Journal Photo by Bruce Chapman
Carrie Logan (left), Kristen Orr and Ruby Qi check on Cheesy Baked Chicken during a monthly meeting of their cooking club.
ADVERTISEMENT
Published: November 4, 2009
Once a month, Kristen Orr and a bunch of her friends get together on a Sunday afternoon and cook.
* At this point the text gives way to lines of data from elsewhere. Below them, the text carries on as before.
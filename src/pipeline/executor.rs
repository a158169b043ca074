use serde::{Deserialize, Serialize};
use std::path::Path;
use std::sync::Arc;
use thiserror::Error;
use tracing::Instrument;
use uuid::Uuid;

use super::result::{OperationRecord, PipelineOutput, PipelineResult, PipelineState};
use super::spec::{OutputFormat, PipelineSpec};
use crate::config::VaultConfig;
use crate::filter::{is_unconstrained, FilterEvaluator};
use crate::models::Document;
use crate::operations::{
    FileOperation, Operation, OperationContext, OperationFactory, OperationOptions,
};
use crate::ports::{DocumentIndex, VaultFs};
use crate::selector::DocumentSelector;
use crate::utils::vault_relative;

/// Errors that stop a pipeline before it starts
#[derive(Debug, Clone, Error, Serialize, Deserialize)]
#[serde(rename_all = "snake_case", tag = "type", content = "details")]
pub enum PipelineError {
    /// Missing or malformed operation parameters
    #[error("Invalid pipeline: {0}")]
    Validation(String),
}

/// Runs pipelines against one vault
pub struct PipelineExecutor {
    config: VaultConfig,
    fs: Arc<dyn VaultFs>,
    index: Arc<dyn DocumentIndex>,
    selector: DocumentSelector,
    evaluator: FilterEvaluator,
}

impl PipelineExecutor {
    pub fn new(config: VaultConfig, fs: Arc<dyn VaultFs>, index: Arc<dyn DocumentIndex>) -> Self {
        let selector =
            DocumentSelector::new(config.vault_root.clone(), Arc::clone(&fs), Arc::clone(&index));
        let evaluator = FilterEvaluator::new(config.vault_root.clone());
        Self {
            config,
            fs,
            index,
            selector,
            evaluator,
        }
    }

    /// Run `spec`.
    ///
    /// Only validation errors are returned as `Err`; everything that goes
    /// wrong after that is recorded on the result.
    pub async fn run(&self, spec: &PipelineSpec) -> Result<PipelineResult, PipelineError> {
        spec.validate()?;

        let span = tracing::info_span!(
            "pipeline",
            run_id = %Uuid::new_v4(),
            destructive = spec.options.destructive
        );
        Ok(self.run_validated(spec).instrument(span).await)
    }

    async fn run_validated(&self, spec: &PipelineSpec) -> PipelineResult {
        let mut state = PipelineState::Idle;

        transition(&mut state, PipelineState::Selecting);
        let load_content = spec
            .filter
            .as_ref()
            .map(|f| f.needs_content())
            .unwrap_or(false);
        let selected = match self.selector.select(&spec.select, load_content).await {
            Ok(documents) => documents,
            Err(e) => {
                tracing::error!(error = %e, "Selection failed");
                transition(&mut state, PipelineState::Failed);
                return PipelineResult::selection_failed(e.to_string());
            }
        };

        transition(&mut state, PipelineState::Filtering);
        let mut documents = match &spec.filter {
            Some(filter) => {
                for condition in filter.conditions.iter().filter(|c| is_unconstrained(c)) {
                    tracing::warn!(
                        field = ?condition.field,
                        value = %condition.value,
                        "Unrecognised expression, condition ignored"
                    );
                }
                self.evaluator.apply_filters(selected, filter)
            }
            None => selected,
        };
        if let Some(max) = spec.options.max_documents {
            documents.truncate(max);
        }
        tracing::info!(documents = documents.len(), "Documents to process");

        transition(&mut state, PipelineState::Operating);
        let mut result = PipelineResult::new(documents.len());
        let operations: Vec<Box<dyn FileOperation>> =
            spec.operations.iter().map(OperationFactory::create).collect();

        let processed = if spec.options.destructive {
            self.execute(documents, &spec.operations, &operations, spec, &mut result)
                .await
        } else {
            self.preview(documents, &spec.operations, &operations, &mut result)
                .await
        };

        transition(&mut state, PipelineState::Formatting);
        result.output = Some(PipelineOutput {
            format: spec.output_format().unwrap_or(OutputFormat::List),
            documents: processed.iter().map(|d| self.display_path(&d.path)).collect(),
        });

        transition(&mut state, PipelineState::Done);
        result.state = state;
        tracing::info!(
            succeeded = result.operations.succeeded,
            failed = result.operations.failed,
            skipped = result.operations.skipped,
            "Pipeline finished"
        );
        result
    }

    /// Describe every pair without touching storage
    async fn preview(
        &self,
        documents: Vec<Document>,
        specs: &[Operation],
        operations: &[Box<dyn FileOperation>],
        result: &mut PipelineResult,
    ) -> Vec<Document> {
        let ctx = self.context(OperationOptions {
            dry_run: true,
            ..Default::default()
        });
        let mut processed = Vec::with_capacity(documents.len());

        for mut document in documents {
            for (spec, operation) in specs.iter().zip(operations) {
                let mut description = operation.describe(&document, &ctx);
                if spec.relocates() {
                    description.push_str(&self.reference_summary(&document, &ctx).await);
                }
                if let Err(e) = operation.validate(&document, &ctx) {
                    description.push_str(&format!(" (would fail: {})", e));
                }

                let target = operation.target_path(&document, &ctx);
                result.record_skip(OperationRecord {
                    document: self.display_path(&document.path),
                    operation: operation.kind().to_string(),
                    target_path: target.as_deref().map(|p| self.display_path(p)),
                    message: Some(format!("Preview mode: {}", description)),
                    links_updated: None,
                });

                // Later operations describe the document where it would be
                if let (true, Some(target)) = (spec.relocates(), target) {
                    document.relocate(target);
                }
            }
            processed.push(document);
        }

        processed
    }

    /// ` (N references in M files)` for a document about to move
    async fn reference_summary(&self, document: &Document, ctx: &OperationContext) -> String {
        match ctx.relocator().find_references(&document.path).await {
            Ok(references) => {
                let links: usize = references.iter().map(|r| r.links.len()).sum();
                format!(
                    " ({} {} in {} {})",
                    links,
                    if links == 1 { "reference" } else { "references" },
                    references.len(),
                    if references.len() == 1 { "file" } else { "files" }
                )
            }
            Err(e) => {
                tracing::warn!(
                    path = %document.path.display(),
                    error = %e,
                    "Reference scan failed"
                );
                String::new()
            }
        }
    }

    /// Apply every pair in order
    async fn execute(
        &self,
        documents: Vec<Document>,
        specs: &[Operation],
        operations: &[Box<dyn FileOperation>],
        spec: &PipelineSpec,
        result: &mut PipelineResult,
    ) -> Vec<Document> {
        let ctx = self.context(OperationOptions::default());
        let mut processed = Vec::with_capacity(documents.len());
        let mut halted = false;

        for mut document in documents {
            if halted {
                break;
            }

            for (op_spec, operation) in specs.iter().zip(operations) {
                let doc_path = self.display_path(&document.path);
                let outcome = match operation.validate(&document, &ctx) {
                    Ok(()) => operation.execute(&document, &ctx).await,
                    Err(e) => Err(e),
                };

                match outcome {
                    Ok(outcome) => {
                        tracing::debug!(
                            path = %doc_path,
                            operation = operation.kind(),
                            "Operation succeeded"
                        );
                        result.record_success(OperationRecord {
                            document: doc_path,
                            operation: operation.kind().to_string(),
                            target_path: outcome
                                .new_path
                                .as_deref()
                                .map(|p| self.display_path(p)),
                            message: Some(outcome.message),
                            links_updated: op_spec.relocates().then_some(outcome.links_updated),
                        });
                        if let Some(new_path) = outcome.new_path {
                            document.relocate(new_path);
                        }
                    }
                    Err(e) => {
                        tracing::warn!(
                            path = %doc_path,
                            operation = operation.kind(),
                            error = %e,
                            "Operation failed"
                        );
                        result.record_failure(OperationRecord {
                            document: doc_path,
                            operation: operation.kind().to_string(),
                            target_path: None,
                            message: Some(e.to_string()),
                            links_updated: None,
                        });
                        if !spec.options.continue_on_error {
                            halted = true;
                            break;
                        }
                    }
                }
            }

            processed.push(document);
        }

        processed
    }

    fn context(&self, options: OperationOptions) -> OperationContext {
        OperationContext::new(
            self.config.clone(),
            Arc::clone(&self.fs),
            Arc::clone(&self.index),
            options,
        )
    }

    fn display_path(&self, path: &Path) -> String {
        vault_relative(&self.config.vault_root, path)
            .unwrap_or_else(|| path.display().to_string())
    }
}

fn transition(state: &mut PipelineState, next: PipelineState) {
    tracing::debug!(from = ?state, to = ?next, "Pipeline state");
    *state = next;
}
They make dinner, including dessert, for 30 people.
Then they give it away.
Kristen is a co-president of the cooking club of Forsyth Country Day School. The club was started by Molly Mae Wall, who has graduated. Wall said she got the idea because she loved to cook and wanted to do something to give back to the community.
Kristen, a founding member, said that the club is mostly girls, but it has a few boys, including her 16-year-old brother, Steph.
The club has been meeting, with a changing membership, since 2006.
Since then, the club members have been cooking during the school year to help the Ronald McDonald House.
"It's a really great way to get together. It's fun while helping the community," Kristen said.
The Ronald McDonald House, 419 S. Hawthorne Road, offers free lodging to out-of-town families who have sick children in one of the local hospitals.
In addition to lodging, the Ronald McDonald House also feeds its guests, all to help reduce the burden of what can be a difficult time for families.
Abby Bowman, the director of volunteer services for Ronald McDonald House, said that the house is lucky to have devoted regulars who donate food, but the Forsyth Country Day group is by far the youngest.
"We have some individuals who have been doing this every month for years," Bowman said. "We also get a lot of church groups, South Fork Church of Christ, and civic groups, like Davie Civitan Club. Some people just like to order pizza for us. And McDonald's on Robinhood Road brings food every Monday."
Others donate shelf-stable items, such as single-serving cereals or snacks. The house always needs more of those items, Bowman said.
The house strives to provide dinner to its families every night. "When I started here 10 years ago, we maybe had three meals a week. Now we pretty much have one every night."
Though the house has plenty of food donors now, that is expected to change next summer when the house more than doubles in size -- from 17 to 35 rooms.
Some people use the house's kitchen to cook, but most, like the Forsyth Country Day club, deliver the food.
The students always meet at Orr's house to cook, spreading out through the kitchen and dining room in teams, each tackling a dish or particular task.
The club has gotten some money from the Winston-Salem Foundation to cover its grocery expenses, which usually are about $100 a month, Kristen said.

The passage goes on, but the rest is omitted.